> **WHAT THIS TASK INVOLVES**: Set down, please, exactly the lines below that run from the line with "types for mproxy" to the line with "reach a name server", both lines included.
━━ DATASET ENTRIES ━━
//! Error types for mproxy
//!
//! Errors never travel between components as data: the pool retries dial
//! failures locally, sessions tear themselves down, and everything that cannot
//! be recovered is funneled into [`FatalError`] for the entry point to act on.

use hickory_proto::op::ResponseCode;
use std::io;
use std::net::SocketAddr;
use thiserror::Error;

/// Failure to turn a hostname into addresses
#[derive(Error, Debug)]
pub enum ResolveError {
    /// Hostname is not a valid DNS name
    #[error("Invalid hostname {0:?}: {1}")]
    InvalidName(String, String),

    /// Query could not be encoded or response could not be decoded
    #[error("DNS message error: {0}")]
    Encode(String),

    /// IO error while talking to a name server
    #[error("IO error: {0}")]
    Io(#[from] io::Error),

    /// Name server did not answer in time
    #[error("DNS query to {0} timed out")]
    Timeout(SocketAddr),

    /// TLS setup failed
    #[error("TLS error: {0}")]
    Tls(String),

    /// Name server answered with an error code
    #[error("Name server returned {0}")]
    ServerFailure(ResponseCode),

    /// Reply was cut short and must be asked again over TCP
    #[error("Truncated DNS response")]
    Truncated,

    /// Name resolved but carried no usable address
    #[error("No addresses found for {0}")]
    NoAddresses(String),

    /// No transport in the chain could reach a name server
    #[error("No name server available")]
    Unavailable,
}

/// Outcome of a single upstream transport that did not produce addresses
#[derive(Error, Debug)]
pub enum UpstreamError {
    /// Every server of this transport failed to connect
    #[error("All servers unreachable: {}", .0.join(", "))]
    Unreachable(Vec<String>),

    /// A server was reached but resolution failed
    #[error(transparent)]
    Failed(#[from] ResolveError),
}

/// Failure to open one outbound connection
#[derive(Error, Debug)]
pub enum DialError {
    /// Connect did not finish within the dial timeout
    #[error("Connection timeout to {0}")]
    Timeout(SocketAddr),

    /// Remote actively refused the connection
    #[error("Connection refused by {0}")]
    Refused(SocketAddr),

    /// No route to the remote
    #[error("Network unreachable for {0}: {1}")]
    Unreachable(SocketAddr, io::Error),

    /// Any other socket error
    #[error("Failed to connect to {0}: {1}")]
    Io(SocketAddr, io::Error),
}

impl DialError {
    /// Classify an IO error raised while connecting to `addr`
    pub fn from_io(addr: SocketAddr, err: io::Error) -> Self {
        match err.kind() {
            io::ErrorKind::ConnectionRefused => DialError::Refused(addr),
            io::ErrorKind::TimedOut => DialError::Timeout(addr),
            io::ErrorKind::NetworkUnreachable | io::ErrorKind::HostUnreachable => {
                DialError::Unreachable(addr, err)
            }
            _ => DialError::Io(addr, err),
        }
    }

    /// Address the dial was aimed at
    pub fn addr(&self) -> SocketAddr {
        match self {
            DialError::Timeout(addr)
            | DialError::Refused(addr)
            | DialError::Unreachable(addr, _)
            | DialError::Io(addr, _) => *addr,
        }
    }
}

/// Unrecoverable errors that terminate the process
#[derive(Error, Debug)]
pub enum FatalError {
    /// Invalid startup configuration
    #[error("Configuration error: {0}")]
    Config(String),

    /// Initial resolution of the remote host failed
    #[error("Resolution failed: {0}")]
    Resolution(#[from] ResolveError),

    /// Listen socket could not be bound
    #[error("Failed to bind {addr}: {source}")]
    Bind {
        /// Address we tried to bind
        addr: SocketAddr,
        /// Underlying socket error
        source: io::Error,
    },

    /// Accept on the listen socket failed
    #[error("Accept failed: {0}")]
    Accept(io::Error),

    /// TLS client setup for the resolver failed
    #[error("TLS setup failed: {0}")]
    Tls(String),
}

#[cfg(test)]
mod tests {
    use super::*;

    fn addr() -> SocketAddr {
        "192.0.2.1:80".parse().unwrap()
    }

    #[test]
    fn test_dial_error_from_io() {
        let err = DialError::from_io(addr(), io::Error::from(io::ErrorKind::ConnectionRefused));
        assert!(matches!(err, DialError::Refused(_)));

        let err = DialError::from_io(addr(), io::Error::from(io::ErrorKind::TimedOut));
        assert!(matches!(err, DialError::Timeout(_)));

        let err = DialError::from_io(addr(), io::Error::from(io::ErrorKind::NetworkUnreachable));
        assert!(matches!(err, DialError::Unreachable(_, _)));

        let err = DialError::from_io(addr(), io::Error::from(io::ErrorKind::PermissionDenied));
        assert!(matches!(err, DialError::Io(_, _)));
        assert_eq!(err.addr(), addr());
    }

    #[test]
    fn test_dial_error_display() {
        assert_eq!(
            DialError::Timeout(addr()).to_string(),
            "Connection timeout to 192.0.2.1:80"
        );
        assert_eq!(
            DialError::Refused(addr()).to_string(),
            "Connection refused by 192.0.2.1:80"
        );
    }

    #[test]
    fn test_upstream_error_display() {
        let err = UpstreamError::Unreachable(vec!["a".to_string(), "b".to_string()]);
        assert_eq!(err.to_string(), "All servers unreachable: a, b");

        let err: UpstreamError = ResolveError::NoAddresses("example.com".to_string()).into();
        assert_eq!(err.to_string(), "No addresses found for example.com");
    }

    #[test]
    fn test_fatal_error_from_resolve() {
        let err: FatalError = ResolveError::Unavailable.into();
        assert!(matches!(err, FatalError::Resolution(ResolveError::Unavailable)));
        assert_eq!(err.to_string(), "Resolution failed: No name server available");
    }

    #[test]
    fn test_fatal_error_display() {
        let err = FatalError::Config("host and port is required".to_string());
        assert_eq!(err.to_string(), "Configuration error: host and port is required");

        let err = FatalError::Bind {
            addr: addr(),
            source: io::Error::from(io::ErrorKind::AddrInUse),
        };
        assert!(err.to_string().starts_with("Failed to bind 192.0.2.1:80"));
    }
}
━━━
━━ DATASET ENTRIES ━━
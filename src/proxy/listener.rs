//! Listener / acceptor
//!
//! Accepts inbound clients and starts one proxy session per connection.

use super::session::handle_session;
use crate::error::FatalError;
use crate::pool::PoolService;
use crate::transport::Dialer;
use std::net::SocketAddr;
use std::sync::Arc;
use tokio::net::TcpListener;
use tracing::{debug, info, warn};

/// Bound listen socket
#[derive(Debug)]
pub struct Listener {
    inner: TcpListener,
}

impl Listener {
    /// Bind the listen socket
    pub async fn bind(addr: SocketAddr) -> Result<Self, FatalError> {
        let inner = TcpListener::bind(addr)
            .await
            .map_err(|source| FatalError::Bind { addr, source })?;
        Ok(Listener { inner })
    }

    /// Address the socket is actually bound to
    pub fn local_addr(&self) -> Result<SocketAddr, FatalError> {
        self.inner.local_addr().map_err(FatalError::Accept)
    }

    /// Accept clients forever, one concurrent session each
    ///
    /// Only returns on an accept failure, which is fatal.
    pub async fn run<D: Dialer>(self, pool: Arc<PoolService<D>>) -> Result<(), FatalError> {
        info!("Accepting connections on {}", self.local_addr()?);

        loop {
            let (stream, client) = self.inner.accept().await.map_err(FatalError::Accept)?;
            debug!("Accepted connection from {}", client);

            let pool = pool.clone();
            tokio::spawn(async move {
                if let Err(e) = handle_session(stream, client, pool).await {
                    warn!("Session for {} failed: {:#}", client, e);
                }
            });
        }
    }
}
━━━
> **YOUR SOLUTION**:
//! Error types for mproxy
//!
//! Errors never travel between components as data: the pool retries dial
//! failures locally, sessions tear themselves down, and everything that cannot
//! be recovered is funneled into [`FatalError`] for the entry point to act on.

use hickory_proto::op::ResponseCode;
use std::io;
use std::net::SocketAddr;
use thiserror::Error;

/// Failure to turn a hostname into addresses
#[derive(Error, Debug)]
pub enum ResolveError {
    /// Hostname is not a valid DNS name
    #[error("Invalid hostname {0:?}: {1}")]
    InvalidName(String, String),

    /// Query could not be encoded or response could not be decoded
    #[error("DNS message error: {0}")]
    Encode(String),

    /// IO error while talking to a name server
    #[error("IO error: {0}")]
    Io(#[from] io::Error),

    /// Name server did not answer in time
    #[error("DNS query to {0} timed out")]
    Timeout(SocketAddr),

    /// TLS setup failed
    #[error("TLS error: {0}")]
    Tls(String),

    /// Name server answered with an error code
    #[error("Name server returned {0}")]
    ServerFailure(ResponseCode),

    /// Reply was cut short and must be asked again over TCP
    #[error("Truncated DNS response")]
    Truncated,

    /// Name resolved but carried no usable address
    #[error("No addresses found for {0}")]
    NoAddresses(String),

    /// No transport in the chain could reach a name server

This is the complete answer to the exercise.